Meta-analysis: Superior glucose control achieved with liraglutide vs. other therapies
American Association of Clinical Endocrinologists 20th Annual Meeting
SAN DIEGO — Regardless of baseline HbA1c level, patients with type 2 diabetes were more likely to achieve blood glucose control with once-daily liraglutide than with other commonly used antidiabetes medications, according to results of a new meta-analysis.
Researchers analyzed seven studies that examined liraglutide (Victoza, Novo Nordisk), including the six phase 3 Liraglutide Effect and Action in Diabetes (LEAD) studies, to determine mean changes in HbA1c over 26 weeks. Liraglutide 1.8 mg was compared with exenatide (Byetta, Amylin), insulin glargine (Lantus, Sanofi-Aventis), glimepiride, rosiglitazone (Avandia, GlaxoSmithKline) and sitagliptin (Januvia, Merck). Baseline HbA1c categories included ≤7.5%; >7.5% to 8%; >8% to 8.5%; >8.5% to 9%; and >9%.
Results showed that all diabetes therapies improved blood glucose control across all baseline HbA1c categories, with greater reductions at higher baseline HbA1c levels as compared with placebo, which was added to background therapy.

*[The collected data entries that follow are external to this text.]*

//! Extraction of a single JSON value embedded at an arbitrary offset of a
//! larger string, with no guaranteed delimiter after it. A full-document
//! decoder cannot be used here: trailing content would make the document
//! invalid even though the leading value is well formed.

mod number;

use memchr::memchr2;
use serde_json::Value;

use crate::{Error, Result};

/// Extracts the single JSON value beginning at `offset`, ignoring whatever
/// follows it. Returns the value together with the number of bytes consumed
/// from `offset` (leading whitespace included).
pub fn extract(text: &str, offset: usize) -> Result<(Value, usize)> {
    let section = text
        .get(offset..)
        .ok_or_else(|| Error::decode(format!("offset {offset} is out of bounds")))?;

    for (keyword, value) in [
        ("true", Value::Bool(true)),
        ("false", Value::Bool(false)),
        ("null", Value::Null),
    ] {
        if section.starts_with(keyword) {
            return Ok((value, keyword.len()));
        }
    }

    if section
        .as_bytes()
        .first()
        .is_some_and(|byte| byte.is_ascii_digit() || *byte == b'.' || *byte == b'-')
    {
        let span = number::number_span(section, 0)?;
        let value = serde_json::from_str(span)?;
        return Ok((value, span.len()));
    }

    scan_balanced(section)
}

/// Whether a complete value can be extracted starting at `offset`.
pub fn is_partial_json(text: &str, offset: usize) -> bool {
    extract(text, offset).is_ok()
}

/// Whether the entire string decodes as one JSON document.
pub fn is_valid_json(text: &str) -> bool {
    serde_json::from_str::<Value>(text).is_ok()
}

/// Bracket-depth and string-parity scan. Depth rises on `[`/`{` and on an
/// opening quote, falls on their counterparts, and is frozen inside string
/// literals. The scan stops at the first point where depth returns to zero
/// over a non-blank span, which is then strictly decoded.
fn scan_balanced(section: &str) -> Result<(Value, usize)> {
    let bytes = section.as_bytes();
    let mut depth: i64 = 0;
    let mut in_string = false;
    let mut idx = 0;

    while idx < bytes.len() {
        if in_string {
            // Nothing inside a literal changes depth; jump to the next
            // quote or escape.
            let Some(step) = memchr2(b'"', b'\\', &bytes[idx..]) else {
                break;
            };
            idx += step;
            if bytes[idx] == b'\\' {
                // An escape consumes exactly the next character, so runs of
                // backslashes pair off and an even run leaves the following
                // quote unescaped.
                idx += 2;
                continue;
            }
            in_string = false;
            depth -= 1;
            idx += 1;
        } else {
            match bytes[idx] {
                b'"' => {
                    in_string = true;
                    depth += 1;
                    idx += 1;
                }
                b'[' | b'{' => {
                    depth += 1;
                    idx += 1;
                }
                b']' | b'}' => {
                    depth -= 1;
                    idx += 1;
                }
                byte if byte.is_ascii() => idx += 1,
                _ => idx += section[idx..].chars().next().map_or(1, char::len_utf8),
            }
        }

        if depth == 0 {
            let span = section[..idx].trim();
            if !span.is_empty() {
                let value = serde_json::from_str(span)?;
                return Ok((value, idx));
            }
        }
    }

    Err(Error::UnclosedFragment {
        fragment: section.to_string(),
    })
}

The greatest reductions were observed in patients taking liraglutide, and ranged from 0.7% in the ≤7.5% category to 1.8% in the >9% category. Liraglutide reductions were followed by insulin glargine (0.3% to 1.5%) and exenatide (0.4% to 1.3%). Sitagliptin was associated with no reduction in the ≤7.5% category to 1.1% in the >9% category. Patients taking sulfonylureas experienced reductions ranging from 0.4% to 1.4%. Finally, patients taking thiazolidinediones such as rosiglitazone had the narrowest margin of reduction, ranging from 0.4% in the ≤7.5% category to 0.8% in the >9% category, according to data from a press release.
The researchers also used logistic regression to compare the percentage of patients achieving the American Association of Clinical Endocrinologists’ target HbA1c level of ≤6.5%. They found that significantly more patients (63%) in the baseline ≤7.5% HbA1c category who were treated with liraglutide achieved the AACE-recommended target as compared with the other antidiabetic therapies analyzed (20% to 49%).

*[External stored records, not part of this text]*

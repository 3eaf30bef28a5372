/// Canonical text for a numeric literal: integer-valued floats collapse to
/// plain integers, everything else takes the shortest round-trippable form.
pub fn format_number(value: f64) -> String {
    if !value.is_finite() || value == 0.0 {
        return "0".to_string();
    }
    if value.fract() == 0.0 && value.abs() <= i64::MAX as f64 {
        let mut buf = itoa::Buffer::new();
        return buf.format(value as i64).to_string();
    }
    let mut buf = ryu::Buffer::new();
    buf.format(value).to_string()
}

pub fn format_integer(value: i64) -> String {
    let mut buf = itoa::Buffer::new();
    buf.format(value).to_string()
}

/// JSON number for `value`, collapsing integer-valued floats to integers
/// so re-encoded coordinates match the source text.
pub fn number_value(value: f64) -> serde_json::Value {
    if value.is_finite() && value.fract() == 0.0 && value.abs() <= i64::MAX as f64 {
        return serde_json::Value::from(value as i64);
    }
    serde_json::Value::from(value)
}

#[cfg(test)]
mod tests {
    use super::*;

    #[rstest::rstest]
    #[case(1.0, "1")]
    #[case(42.0, "42")]
    #[case(-13.0, "-13")]
    #[case(0.0, "0")]
    #[case(-0.0, "0")]
    #[case(1.5, "1.5")]
    #[case(0.001, "0.001")]
    #[case(f64::NAN, "0")]
    #[case(f64::INFINITY, "0")]
    fn formats(#[case] value: f64, #[case] expected: &str) {
        assert_eq!(format_number(value), expected);
    }

    #[rstest::rstest]
    fn integers() {
        assert_eq!(format_integer(360), "360");
        assert_eq!(format_integer(-90), "-90");
    }
}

“What is so encouraging about these data is that Victoza, at all baseline HbA1c levels, helped type 2 diabetes patients achieve improved blood sugar control,” Robert Henry, MD, president of Medicine & Science, American Diabetes Association, and professor of medicine in the department of medicine, University of California, San Diego, said in a press release. “This is particularly promising since we know many type 2 diabetes patients continue to struggle with blood sugar control.”
Liraglutide was approved by the FDA in January 2010 as an adjunct to diet and exercise to improve blood glucose control in adults with type 2 diabetes.
Disclosure: The meta-analysis was conducted by Novo Nordisk.
For more information:
- Henry R. Poster 222. Presented at: American Association of Clinical Endocrinologists 20th Annual Meeting; April 13-17, 2011; San Diego.
The study presented was a meta-analysis of all of the LEAD studies. Essentially, in the LEAD studies, a series of head-to-head studies were done comparing liraglutide to all of the other existing antidiabetic therapies, either alone or on a baseline platform of prior metformin, sulfonylurea or TZD therapy. What can be said is that in every case liraglutide was superior in terms of glucose control, and surprisingly did equal to or superior in comparison to insulin. The reasons for this are multiple, including the fact that patients don't get hypoglycemic on liraglutide and, therefore, you can get more intensive glycemic control easily compared to insulin or sulfonylurea. It may be a better treatment option in patients at risk for additional hypoglycemia or weight gain.